**Material for the task**
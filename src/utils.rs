//! Common utilities
//!
//! Process-level helpers used by the binary:
//! - Logging configuration
//! - Panic handling
//! - Data / config directory resolution and the version string

pub mod logging;
pub mod panic;
pub mod paths;

pub use logging::initialize_logging;
pub use panic::initialize_panic_handler;
pub use paths::{get_config_dir, get_data_dir, version};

**Exercise**
All of the records need to be transcribed exactly.

**Solution to this task**
filename src/utils.rs
//! Common utilities
//!
//! Process-level helpers used by the binary:
//! - Logging configuration
//! - Panic handling
//! - Data / config directory resolution and the version string

pub mod logging;
pub mod panic;
pub mod paths;

pub use logging::initialize_logging;
pub use panic::initialize_panic_handler;
pub use paths::{get_config_dir, get_data_dir, version};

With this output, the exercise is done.